Prodigy OpenAI recipes

This repository contains example code on how to combine zero- and few-shot learning with a small annotation effort to obtain a high-quality dataset with maximum efficiency. Specifically, we use large language models available from OpenAI to provide us with an initial set of predictions, then spin up a Prodigy instance on our local machine to go through these predictions and curate them. This allows us to obtain a gold-standard dataset pretty quickly, and train a smaller, supervised model that fits our exact needs and use-case.

openai_prodigy.mp4

Setup and Install

Make sure to install Prodigy as well as a few additional Python dependencies:

python -m pip install prodigy -f https://XXXX-XXXX-XXXX-XXXX@download.prodi.gy
python -m pip install -r requirements.txt

With XXXX-XXXX-XXXX-XXXX being your personal Prodigy license key.

Then, create a new API key from openai.com or fetch an existing one. Record the secret key as well as the organization key and make sure these are available as environmental variables. For instance, set them in a .env file in the root directory:

OPENAI_ORG = "org-..."
OPENAI_KEY = "sk-..."

ner.openai.correct: NER annotation with zero- or few-shot learning

This recipe marks entity predictions obtained from a large language model and allows you to flag them as correct, or to manually curate them. This allows you to quickly gather a gold-standard dataset through zero-shot or few-shot learning. It's very much like using the standard ner.correct recipe in Prodi.gy, but we're using GPT-3 as a backend model to make predictions.

python -m prodigy ner.openai.correct dataset filepath labels [--options] -F ./recipes/openai_ner.py
Argument Type Description Default
dataset str Prodigy dataset to save annotations to.
file_path Path Path to .jsonl data to annotate. The data should at least contain a "text" field.
labels str Comma-separated list defining the NER labels the model should predict.
--lang, -l str Language of the input data - will be used to obtain a relevant tokenizer. "en"
--segment, -S bool Flag to set when examples should be split into sentences. By default, the full input article is shown. False
--model, -m str GPT-3 model to use for initial predictions. "text-davinci-003"
--prompt_path, -p Path Path to the .jinja2 prompt template. ./templates/ner_prompt.jinja2
--examples-path, -e Path Path to examples to help define the task. The file can be a .yml, .yaml or .json. If set to None, zero-shot learning is applied. None
--max-examples, -n int Max number of examples to include in the prompt to OpenAI. If set to 0, zero-shot learning is always applied, even when examples are available. 2
--batch-size, -b int Batch size of queries to send to the OpenAI API. 10
--verbose, -v bool Flag to print extra information to the terminal. False

Example usage

Let's say we want to recognize dishes, ingredients and cooking equipment from some text we obtained from a cooking subreddit. We'll send the text to GPT-3, hosted by OpenAI, and provide an annotation prompt to explain to the language model the type of predictions we want. Something like:

From the text below, extract the following entities in the following format:
dish: <comma delimited list of strings>
ingredient: <comma delimited list of strings>
equipment: <comma delimited list of strings>

Text:
...

We define the definition of this prompt in a .jinja2 file which also describes how to append examples for few-shot learning. You can create your own template and provide it to the recipe with the --prompt-path or -p option. Additionally, with --examples-path or -e you can set the file path of a .y(a)ml or .json file that contains additional examples:

python -m prodigy ner.openai.correct my_ner_data ./data/reddit_r_cooking_sample.jsonl "dish,ingredient,equipment"
-p ./templates/ner_prompt.jinja2 -e ./examples/input.yaml -n 2 -F ./recipes/openai_ner.py

After receiving the results from the OpenAI API, the Prodigy recipe converts the predictions into an annotation task that can be rendered with Prodigy. The task even shows the original prompt as well as the raw answer we obtained from the language model.

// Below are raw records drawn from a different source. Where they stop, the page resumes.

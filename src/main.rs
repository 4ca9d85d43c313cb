//! # everse
//!
//! Song library CLI and the `serve` entry point that projects verses to
//! viewers on the local network.

#![deny(unsafe_code)]

mod cli;
mod console;

use anyhow::{Context, Result};
use clap::Parser;
use everse_server::BroadcastService;
use everse_store::{Database, SongRepo};
use everse_telemetry::{init_telemetry, TelemetryConfig};

use crate::cli::{Cli, Command};

#[tokio::main]
async fn main() -> Result<()> {
    let cli = Cli::parse();

    let telemetry = init_telemetry(TelemetryConfig {
        log_level: cli.log_level,
        ..Default::default()
    });

    let db_path = cli.db_path();
    let mut stdout = std::io::stdout().lock();

    match cli.command {
        Command::Serve(args) => {
            let config = args.resolve()?;
            drop(stdout);
            let db = open_db(&db_path)?;
            tracing::info!(port = config.port, mdns = config.mdns_enabled, "starting everse");
            let service = BroadcastService::new(config);
            console::run(&service, &SongRepo::new(db)).await?;
        }
        Command::Book { action } => cli::run_book(&open_db(&db_path)?, action, &mut stdout)?,
        Command::Song { action } => cli::run_song(&open_db(&db_path)?, action, &mut stdout)?,
        Command::Settings { action } => {
            cli::run_settings(&open_db(&db_path)?, action, &mut stdout)?;
        }
        Command::Logs(args) => cli::run_logs(telemetry.logs(), args, &mut stdout)?,
    }

    Ok(())
}

fn open_db(path: &std::path::Path) -> Result<Database> {
    Database::open(path).with_context(|| format!("Failed to open database: {}", path.display()))
}
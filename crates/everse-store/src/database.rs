use std::path::{Path, PathBuf};
use std::sync::Arc;

use parking_lot::Mutex;
use rusqlite::Connection;
use tracing::info;

use crate::error::StoreError;
use crate::schema;

/// Thread-safe SQLite connection wrapper shared by the repositories.
pub struct Database {
    conn: Arc<Mutex<Connection>>,
    path: PathBuf,
}

impl Database {
    /// Open or create a database at the given path.
    pub fn open(path: &Path) -> Result<Self, StoreError> {
        if let Some(parent) = path.parent() {
            std::fs::create_dir_all(parent)
                .map_err(|e| StoreError::Io(format!("create dir: {e}")))?;
        }

        let conn = Connection::open(path).map_err(|e| StoreError::Database(e.to_string()))?;
        init(&conn)?;

        info!(path = %path.display(), "database opened");

        Ok(Self {
            conn: Arc::new(Mutex::new(conn)),
            path: path.to_owned(),
        })
    }

    /// Open an in-memory database (for testing).
    pub fn in_memory() -> Result<Self, StoreError> {
        let conn = Connection::open_in_memory().map_err(|e| StoreError::Database(e.to_string()))?;
        init(&conn)?;

        Ok(Self {
            conn: Arc::new(Mutex::new(conn)),
            path: PathBuf::from(":memory:"),
        })
    }

    /// Execute a closure with the database connection.
    pub fn with_conn<F, T>(&self, f: F) -> Result<T, StoreError>
    where
        F: FnOnce(&Connection) -> Result<T, StoreError>,
    {
        let conn = self.conn.lock();
        f(&conn)
    }

    pub fn path(&self) -> &Path {
        &self.path
    }
}

impl Clone for Database {
    fn clone(&self) -> Self {
        Self {
            conn: self.conn.clone(),
            path: self.path.clone(),
        }
    }
}

fn init(conn: &Connection) -> Result<(), StoreError> {
    conn.execute_batch(schema::PRAGMAS)
        .map_err(|e| StoreError::Database(format!("pragmas: {e}")))?;

    conn.execute_batch(schema::CREATE_TABLES)
        .map_err(|e| StoreError::Database(format!("schema: {e}")))?;

    let version: Option<u32> = conn
        .query_row("SELECT version FROM schema_version LIMIT 1", [], |row| row.get(0))
        .ok();

    if version.is_none() {
        conn.execute(
            "INSERT INTO schema_version (version) VALUES (?1)",
            [schema::SCHEMA_VERSION],
        )
        .map_err(|e| StoreError::Database(format!("schema version: {e}")))?;
    }

    // Single config row, created once.
    conn.execute("INSERT OR IGNORE INTO app_config (id) VALUES (1)", [])
        .map_err(|e| StoreError::Database(format!("app config: {e}")))?;

    Ok(())
}
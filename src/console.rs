//! Operator console: drives a running broadcast service from stdin.

use anyhow::{bail, Result};
use everse_server::{BroadcastReport, BroadcastService};
use everse_store::SongRepo;
use tokio::io::{AsyncBufReadExt, BufReader};
use tracing::{info, warn};

const HELP_TEXT: &str = "\
Commands:
  show <text>                 Broadcast literal text
  verse <number> <position>   Broadcast verse <position> (1-based) of song <number>
  clear                       Broadcast an empty screen
  status                      Print server status as JSON
  start                       Start the server
  stop                        Stop the server
  help                        Show this help
  quit, exit                  Stop the server and exit";

#[derive(Clone, Debug, PartialEq, Eq)]
pub enum ConsoleCommand {
    Show(String),
    Verse { number: i64, position: usize },
    Clear,
    Status,
    Start,
    Stop,
    Help,
    Quit,
}

impl ConsoleCommand {
    /// Parse one input line. Blank lines yield `Ok(None)`.
    pub fn parse(line: &str) -> Result<Option<Self>> {
        let line = line.trim();
        let (cmd, rest) = match line.split_once(char::is_whitespace) {
            Some((cmd, rest)) => (cmd, rest.trim_start()),
            None => (line, ""),
        };

        let command = match cmd.to_lowercase().as_str() {
            "" => return Ok(None),
            "show" => Self::Show(rest.to_owned()),
            "verse" => {
                let mut args = rest.split_whitespace();
                let (Some(number), Some(position), None) = (args.next(), args.next(), args.next())
                else {
                    bail!("usage: verse <number> <position>");
                };
                let number = number.parse().map_err(|_| anyhow::anyhow!("invalid song number: {number}"))?;
                let position = position.parse().map_err(|_| anyhow::anyhow!("invalid position: {position}"))?;
                Self::Verse { number, position }
            }
            "clear" => Self::Clear,
            "status" => Self::Status,
            "start" => Self::Start,
            "stop" => Self::Stop,
            "help" | "?" => Self::Help,
            "quit" | "exit" => Self::Quit,
            other => bail!("unknown command: {other} (try 'help')"),
        };
        Ok(Some(command))
    }
}

/// Execute one command. `Ok(None)` means the console should exit.
pub async fn execute(
    service: &BroadcastService,
    songs: &SongRepo,
    command: ConsoleCommand,
) -> Result<Option<String>> {
    let output = match command {
        ConsoleCommand::Show(text) => describe(service.broadcast_text(Some(&text)).await),
        ConsoleCommand::Verse { number, position } => {
            let Some(song) = songs.find_by_number(number)?.into_iter().next() else {
                bail!("no song numbered {number}");
            };
            let Some(verse) = song.verse(position) else {
                bail!("song {number} has {} verses", song.verses.len());
            };
            info!(song_id = %song.id, position, "broadcasting verse");
            let report = service.broadcast_text(Some(&verse.text)).await;
            format!("{} [{position}]: {}", song.title, describe(report))
        }
        ConsoleCommand::Clear => describe(service.broadcast_text(None).await),
        ConsoleCommand::Status => serde_json::to_string_pretty(&service.status())?,
        ConsoleCommand::Start => {
            service.start().await;
            match service.last_error() {
                Some(e) if !service.is_running() => format!("failed to start: {e}"),
                _ => format!("running at {}", service.address()),
            }
        }
        ConsoleCommand::Stop => {
            service.stop().await;
            "stopped".to_owned()
        }
        ConsoleCommand::Help => HELP_TEXT.to_owned(),
        ConsoleCommand::Quit => return Ok(None),
    };
    Ok(Some(output))
}

fn describe(report: BroadcastReport) -> String {
    match report.failed {
        0 => format!("sent to {} viewer(s)", report.delivered),
        failed => format!("sent to {} viewer(s), {failed} dropped", report.delivered),
    }
}

/// Start the service and read commands from stdin until `quit`, EOF or
/// Ctrl-C. The service is stopped before returning.
pub async fn run(service: &BroadcastService, songs: &SongRepo) -> Result<()> {
    service.start().await;
    if service.is_running() {
        println!("everse running at {}", service.address());
        println!("viewer token: {}", service.config().token);
    } else {
        println!(
            "server not running: {}",
            service.last_error().unwrap_or_else(|| "unknown error".into())
        );
    }
    println!("Type 'help' for available commands.");

    let mut lines = BufReader::new(tokio::io::stdin()).lines();
    let ctrl_c = tokio::signal::ctrl_c();
    tokio::pin!(ctrl_c);

    loop {
        let line = tokio::select! {
            _ = &mut ctrl_c => {
                info!("interrupted");
                break;
            }
            line = lines.next_line() => line,
        };

        let line = match line {
            Ok(Some(line)) => line,
            Ok(None) => break,
            Err(e) => {
                warn!(error = %e, "failed to read stdin");
                break;
            }
        };

        let command = match ConsoleCommand::parse(&line) {
            Ok(Some(command)) => command,
            Ok(None) => continue,
            Err(e) => {
                println!("error: {e}");
                continue;
            }
        };

        match execute(service, songs, command).await {
            Ok(Some(output)) => println!("{output}"),
            Ok(None) => break,
            Err(e) => println!("error: {e}"),
        }
    }

    service.stop().await;
    println!("stopped");
    Ok(())
}
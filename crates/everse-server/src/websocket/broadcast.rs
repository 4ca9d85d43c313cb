//! Text fan-out to connected clients.

use std::sync::Arc;

use futures::future::join_all;
use serde::Serialize;
use tracing::{debug, warn};

use super::registry::ConnectionRegistry;

/// Result of one broadcast call.
#[derive(Clone, Copy, Debug, Default, PartialEq, Eq, Serialize)]
pub struct BroadcastReport {
    /// Open connections in the snapshot.
    pub recipients: usize,
    pub delivered: usize,
    /// Sends that failed; those connections were pruned.
    pub failed: usize,
}

/// Sends text frames to every open connection in the registry.
pub struct Broadcaster {
    registry: Arc<ConnectionRegistry>,
}

impl Broadcaster {
    pub fn new(registry: Arc<ConnectionRegistry>) -> Self {
        Self { registry }
    }

    /// Send `text` (`None` means empty) to a snapshot of the open
    /// connections and wait for every send to settle. One failing client
    /// never affects the others; it is logged, removed and aborted.
    pub async fn broadcast(&self, text: Option<&str>) -> BroadcastReport {
        let text = text.unwrap_or_default();
        let targets: Vec<_> = self
            .registry
            .snapshot()
            .into_iter()
            .filter(|c| c.is_open())
            .collect();

        let mut report = BroadcastReport {
            recipients: targets.len(),
            ..Default::default()
        };
        if targets.is_empty() {
            debug!("broadcast with no connected clients");
            return report;
        }

        let results = join_all(targets.iter().map(|conn| conn.send_text(text))).await;

        for (conn, result) in targets.iter().zip(results) {
            match result {
                Ok(()) => report.delivered += 1,
                Err(e) => {
                    warn!(connection_id = %conn.id, error = %e, "broadcast send failed, dropping client");
                    let _ = self.registry.remove(&conn.id);
                    conn.abort();
                    report.failed += 1;
                }
            }
        }

        debug!(
            recipients = report.recipients,
            delivered = report.delivered,
            failed = report.failed,
            bytes = text.len(),
            "broadcast text"
        );
        report
    }
}

#[cfg(test)]
mod tests {
    use super::*;
    use crate::websocket::connection::tests::{broken_connection, channel_connection};
    use crate::websocket::connection::{Connection, ConnectionState};
    use axum::extract::ws::Message;

    fn expect_text(msg: Option<Message>, expected: &str) {
        match msg {
            Some(Message::Text(t)) => assert_eq!(t.as_str(), expected),
            other => panic!("expected text {expected:?}, got {other:?}"),
        }
    }

    fn register(registry: &ConnectionRegistry, conn: Connection, state: ConnectionState) -> Arc<Connection> {
        let conn = Arc::new(conn);
        conn.set_state(state);
        registry.add(conn.clone());
        conn
    }

    #[tokio::test]
    async fn delivers_to_every_open_connection() {
        let registry = Arc::new(ConnectionRegistry::new());
        let (a, mut rx_a) = channel_connection();
        let (b, mut rx_b) = channel_connection();
        register(&registry, a, ConnectionState::Open);
        register(&registry, b, ConnectionState::Open);

        let report = Broadcaster::new(registry.clone()).broadcast(Some("Verse 1")).await;

        assert_eq!(report, BroadcastReport { recipients: 2, delivered: 2, failed: 0 });
        expect_text(rx_a.try_next().unwrap(), "Verse 1");
        expect_text(rx_b.try_next().unwrap(), "Verse 1");
        assert!(rx_a.try_next().is_err());
    }

    #[tokio::test]
    async fn none_is_sent_as_empty_text() {
        let registry = Arc::new(ConnectionRegistry::new());
        let (a, mut rx) = channel_connection();
        register(&registry, a, ConnectionState::Open);

        Broadcaster::new(registry).broadcast(None).await;
        expect_text(rx.try_next().unwrap(), "");
    }

    #[tokio::test]
    async fn no_connections_is_success() {
        let report = Broadcaster::new(Arc::new(ConnectionRegistry::new()))
            .broadcast(Some("x"))
            .await;
        assert_eq!(report, BroadcastReport::default());
    }

    #[tokio::test]
    async fn skips_connections_that_are_not_open() {
        let registry = Arc::new(ConnectionRegistry::new());
        let (connecting, mut rx_connecting) = channel_connection();
        let (closing, mut rx_closing) = channel_connection();
        register(&registry, connecting, ConnectionState::Connecting);
        register(&registry, closing, ConnectionState::Closing);

        let report = Broadcaster::new(registry.clone()).broadcast(Some("x")).await;
        assert_eq!(report.recipients, 0);
        assert!(rx_connecting.try_next().is_err());
        assert!(rx_closing.try_next().is_err());
    }

    #[tokio::test]
    async fn failed_send_prunes_only_that_client() {
        let registry = Arc::new(ConnectionRegistry::new());
        let (good, mut rx) = channel_connection();
        let good = register(&registry, good, ConnectionState::Open);
        let bad = register(&registry, broken_connection(), ConnectionState::Open);

        let report = Broadcaster::new(registry.clone()).broadcast(Some("hello")).await;

        assert_eq!(report, BroadcastReport { recipients: 2, delivered: 1, failed: 1 });
        expect_text(rx.try_next().unwrap(), "hello");
        assert!(registry.get(&good.id).is_some());
        assert!(registry.get(&bad.id).is_none());
        assert_eq!(bad.state(), ConnectionState::Closed);
    }

    #[tokio::test]
    async fn removed_connection_gets_nothing() {
        let registry = Arc::new(ConnectionRegistry::new());
        let (a, mut rx) = channel_connection();
        let a = register(&registry, a, ConnectionState::Open);
        registry.remove(&a.id);

        Broadcaster::new(registry).broadcast(Some("late")).await;
        assert!(rx.try_next().is_err());
    }
}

Here, we see that the model is able to correctly recognize dishes, ingredients and cooking equipment right from the start!

The recipe also offers a --verbose or -v option that includes the exact prompt and response on the terminal as traffic is received. Note that because the requests to the API are batched, you might have to scroll back a bit to find the current prompt.

Interactively tune the prompt examples

At some point, you might notice a mistake in the predictions of the OpenAI language model. For instance, we noticed an error in the recognition of cooking equipment in this example:

If you see these kind of systematic errors, you can steer the predictions in the right direction by correcting the example and then selecting the small "flag" icon in the top right of the Prodigy UI:

Once you hit accept on the Prodigy interface, the flagged example will be automatically picked up and added to the examples that are sent to the OpenAI API as part of the prompt. Note that because Prodigy batches these requests, the prompt will be updated with a slight delay, after the next batch of prompts is sent to OpenAI. You can experiment with making the batch size (--batch-size or -b) smaller to have the change come into effect sooner, but this might negatively impact the speed of the annotation workflow.

ner.openai.fetch: Fetch examples up-front

The ner.openai.correct recipe fetches examples from OpenAI while annotating, but we've also included a recipe that can fetch a large batch of examples upfront.

python -m prodigy ner.openai.fetch input_data.jsonl predictions.jsonl "dish,ingredient,equipment" -F ./recipes/ner.py

This will create a predictions.jsonl file that can be loaded with the ner.manual recipe.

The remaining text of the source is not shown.